====== RECORDS TO PROCESS ======

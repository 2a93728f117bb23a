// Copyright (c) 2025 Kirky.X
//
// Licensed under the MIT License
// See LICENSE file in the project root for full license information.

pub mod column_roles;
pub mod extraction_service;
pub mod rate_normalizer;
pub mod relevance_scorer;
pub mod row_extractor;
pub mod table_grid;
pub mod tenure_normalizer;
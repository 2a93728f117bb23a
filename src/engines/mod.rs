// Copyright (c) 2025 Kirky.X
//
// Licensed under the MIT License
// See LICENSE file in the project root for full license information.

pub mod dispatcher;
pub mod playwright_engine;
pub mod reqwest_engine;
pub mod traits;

======

(WORK INSTRUCTION): Copy every line of the listing, exact to the last character.

(RESPONSE FOR THIS EXERCISE):
repository 2a93728f117bb23a
// Copyright (c) 2025 Kirky.X
//
// Licensed under the MIT License
// See LICENSE file in the project root for full license information.

pub mod column_roles;
pub mod extraction_service;
pub mod rate_normalizer;
pub mod relevance_scorer;
pub mod row_extractor;
pub mod table_grid;
pub mod tenure_normalizer;
repository 2a93728f117bb23a
filename src/engines/mod.rs
// Copyright (c) 2025 Kirky.X
//
// Licensed under the MIT License
// See LICENSE file in the project root for full license information.

pub mod dispatcher;
pub mod playwright_engine;
pub mod reqwest_engine;
pub mod traits;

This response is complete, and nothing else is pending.